Desensitization by pseudonymization or anonymization
Once detected, personal data must be “transformed” so that they can no longer be used to identify a person and reveal some of their attributes. It will nevertheless be necessary to ensure that this desensitization does not degrade too much the quality of the data and therefore its usefulness. Depending on the needs of the different use cases, we can call on two main types of methodologies and then check their effectiveness.
Pseudonymization consists of replacing an identifier (such as a name) with an artificial identifier or a pseudonym. This process, which masks the identities of people with a symmetric encryption system, is completely reversible as long as we have the decryption keys, stored separately and in a secure manner. This automatic and confidential method makes it possible to preserve all the precision and therefore the quality of the data for use cases of AI for example.
Anonymization, on the other hand, aims to change the content or structure of data irreversibly, so that it is impossible to identify a person. As the quality of the data is affected, it will therefore be necessary to find the right balance between legal constraints and practical needs by consulting a DPO, the database administrator and the business lines. However, some use cases require strong anonymization by default, such as the use of public data in Open Data.

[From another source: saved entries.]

/// Root of every template context; exactly one exists per run.
#[derive(Debug, Clone, Serialize)]
pub struct ServiceConfig {
    #[serde(flatten)]
    pub header: ConfigHeader,
    #[serde(flatten)]
    pub handlers: HandlerConfig,
    pub is_monorepo: bool,
    pub modules: Vec<ModuleConfig>,
    #[serde(skip)]
    pub plugins: IndexMap<String, WorkerPlugin>,
}

impl ServiceConfig {
    /// Builds the service configuration for a run.
    ///
    /// Every module starts from the requested handler set; overrides given
    /// for a module replace its delivery and worker flags. The service-level
    /// flags are the union over all modules.
    ///
    /// # Errors
    /// * `Error::ValidationError` for invalid service, module or plugin names
    /// * `Error::ConfigError` for duplicated modules or missing names
    pub fn from_parameters(params: &InvocationParameters) -> Result<Self> {
        let header = ConfigHeader::from_parameters(params);
        validate_name("service", &header.service_name)?;

        let mut plugins = IndexMap::new();
        for spec in &params.worker_plugins {
            let plugin = WorkerPlugin::parse(spec)?;
            plugins.insert(plugin.name.clone(), plugin);
        }

        let mut defaults = params.handlers.clone();
        for name in plugins.keys() {
            if !defaults.worker_plugins.contains(name) {
                defaults.worker_plugins.push(name.clone());
            }
        }

        let mut handlers = defaults.clone();
        let mut modules: Vec<ModuleConfig> = Vec::new();
        for raw_name in &params.module_names {
            let name = clean_path_segment(raw_name);
            validate_name("module", &name)?;
            if modules.iter().any(|m| m.module_name == name) {
                return Err(Error::ConfigError(format!("module '{name}' is listed twice")));
            }
            let module_handlers = match params.module_overrides.get(raw_name) {
                Some(overrides) => defaults.with_handlers_of(overrides),
                None => defaults.clone(),
            };
            handlers.merge_handlers(&module_handlers);
            modules.push(ModuleConfig::new(&header, module_handlers, name));
        }

        // Plugins named only in module overrides still need an import path.
        for name in &handlers.worker_plugins {
            if !plugins.contains_key(name) {
                plugins.insert(name.clone(), WorkerPlugin::parse(name)?);
            }
        }

        Ok(Self {
            header,
            handlers,
            is_monorepo: params.monorepo,
            modules,
            plugins,
        })
    }

    /// Resets every delivery and worker flag on the service and its modules.
    pub fn disable_all_handlers(&mut self) {
        self.handlers.disable_handlers();
        for module in &mut self.modules {
            module.handlers.disable_handlers();
        }
    }

    pub fn to_json_string(&self) -> Result<String> {
        Ok(serde_json::to_string_pretty(self)?)
    }
}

Anonymize the data without emptying it of its substance
When used more, anonymization can be carried out through several methods to be selected, applied, evaluated and then validated, bearing in mind that continuous monitoring of regulatory and technological developments remains essential in order to be able to adapt periodically. Careful adjustments are also required as soon as new types of data or identifiable attributes are added to the database.
Among the most common anonymization methods, we find that by generalization which replaces a precise value by a more generic one, such as a postal address by a region for example, or an age by an age group, allowing to maintain the correlation. between the data. We can also operate a local deletion to process rare values in the database. The aggregation method consists in grouping data to obtain an average, admittedly less faithful, but which fulfills its role. Let us also quote the method by random permutation which mixes the data, not very powerful but interesting in a context of test.

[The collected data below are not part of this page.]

const SERVICE_REGISTRY_TEMPLATE: &str = r#"// {{ header }}

package service

import (
{% for module in module_names %}
	"{{ module_path }}/internal/modules/{{ module }}"
{% endfor %}

	"{{ framework }}/codebase/factory"
	"{{ framework }}/codebase/factory/dependency"
	"{{ framework }}/codebase/factory/types"
	"{{ framework }}/config"
)

// Service model
type Service struct {
	deps    dependency.Dependency
	modules []factory.ModuleFactory
	name    types.Service
}

// NewService in this service
func NewService(serviceName string, cfg *config.Config) factory.ServiceFactory {
	deps := dependency.InitDependency(
		dependency.SetMiddleware(cfg.Middleware),
{% if redis_deps %}
		dependency.SetRedisPool(cfg.RedisPool),
{% endif %}
{% if sql_deps %}
		dependency.SetSQLDatabase(cfg.SQLDatabase),
{% endif %}
{% if mongo_deps %}
		dependency.SetMongoDatabase(cfg.MongoDatabase),
{% endif %}
{% if arango_deps %}
		dependency.SetArangoDatabase(cfg.ArangoDatabase),
{% endif %}
	)

	modules := []factory.ModuleFactory{
{% for module in module_names %}
		{{ module | clean }}.NewModule(deps),
{% endfor %}
	}

	return &Service{
		deps:    deps,
		modules: modules,
		name:    types.Service(serviceName),
	}
}

// GetDependency method
func (s *Service) GetDependency() dependency.Dependency {
	return s.deps
}

// GetModules method
func (s *Service) GetModules() []factory.ModuleFactory {
	return s.modules
}

// Name method
func (s *Service) Name() types.Service {
	return s.name
}
"#;

const MODULE_MAIN_TEMPLATE: &str = r#"// {{ header }}

package {{ module | clean }}

import (
{% if graphql_handler %}
	"{{ module_path }}/internal/modules/{{ module }}/delivery/graphqlhandler"
{% endif %}
{% if grpc_handler %}
	"{{ module_path }}/internal/modules/{{ module }}/delivery/grpchandler"
{% endif %}
{% if rest_handler or fiber_rest_handler %}
	"{{ module_path }}/internal/modules/{{ module }}/delivery/resthandler"
{% endif %}
{% if is_worker_active %}
	"{{ module_path }}/internal/modules/{{ module }}/delivery/workerhandler"
{% endif %}

	"{{ framework }}/codebase/factory/dependency"
	"{{ framework }}/codebase/factory/types"
	"{{ framework }}/codebase/interfaces"
)

const (
	moduleName types.Module = "{{ module | upper | clean }}"
)

// Module model
type Module struct {
	restHandler    interfaces.RESTHandler
	grpcHandler    interfaces.GRPCHandler
	graphqlHandler interfaces.GraphQLHandler

	workerHandlers map[types.Worker]interfaces.WorkerHandler
}

// NewModule module constructor
func NewModule(deps dependency.Dependency) *Module {
	var mod Module
{% if rest_handler or fiber_rest_handler %}
	mod.restHandler = resthandler.NewRestHandler(deps.GetMiddleware())
{% endif %}
{% if grpc_handler %}
	mod.grpcHandler = grpchandler.NewGRPCHandler(deps.GetMiddleware())
{% endif %}
{% if graphql_handler %}
	mod.graphqlHandler = graphqlhandler.NewGraphQLHandler(deps.GetMiddleware())
{% endif %}
{% if is_worker_active %}

	mod.workerHandlers = map[types.Worker]interfaces.WorkerHandler{
{% for worker in workers %}
		{{ worker.identifier }}: workerhandler.{{ worker.constructor }}(),
{% endfor %}
{% for plugin in module_plugins %}
		{{ plugin.identifier }}: workerhandler.{{ plugin.constructor }}(),
{% endfor %}
	}
{% endif %}

	return &mod
}

// RESTHandler method
func (m *Module) RESTHandler() interfaces.RESTHandler {
	return m.restHandler
}

// GRPCHandler method
func (m *Module) GRPCHandler() interfaces.GRPCHandler {
	return m.grpcHandler
}

// GraphQLHandler method
func (m *Module) GraphQLHandler() interfaces.GraphQLHandler {
	return m.graphqlHandler
}

// WorkerHandler method
func (m *Module) WorkerHandler(workerType types.Worker) interfaces.WorkerHandler {
	return m.workerHandlers[workerType]
}

// Name get module name
func (m *Module) Name() types.Module {
	return moduleName
}
"#;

Whatever methods are used, privacy protection models must be applied to validate the effectiveness of anonymization. This involves, among other things, verifying in the database that a minimum number of individuals have a unique value of quasi-identifiers and that they cannot be linked to sensitive attributes. Take as an example a study of the impact of pesticides on farms. To protect the identity of the operators, it will be determined that it is necessary to list at least 5 farms in each department (quasi-identifier) and ensure that it is not indicated that each of them uses the same pesticide. (sensitive attribute). Binding but essential precautions to guarantee anonymity.
A project that is more organizational than technical
As can be seen, desensitizing FADs while retaining their usefulness is not an easy exercise and one to be taken lightly. If having technical skills is of course a prerequisite, it is the issue of the uses sought by the professions and the scope of action that will determine the procedure to be followed in the short and long term, in consultation with the IT Department, the RSSI and a DPO.
Succeeding in bringing together all the stakeholders and setting up effective change management, this is where the main difficulty lies with this type of project, which concerns more or less all companies. Calling on a desensitization specialist who masters the end-to-end approach, whether for legal and organizational aspects or even technological monitoring, will therefore quickly prove to be judicious to obtain the approval of the CNIL.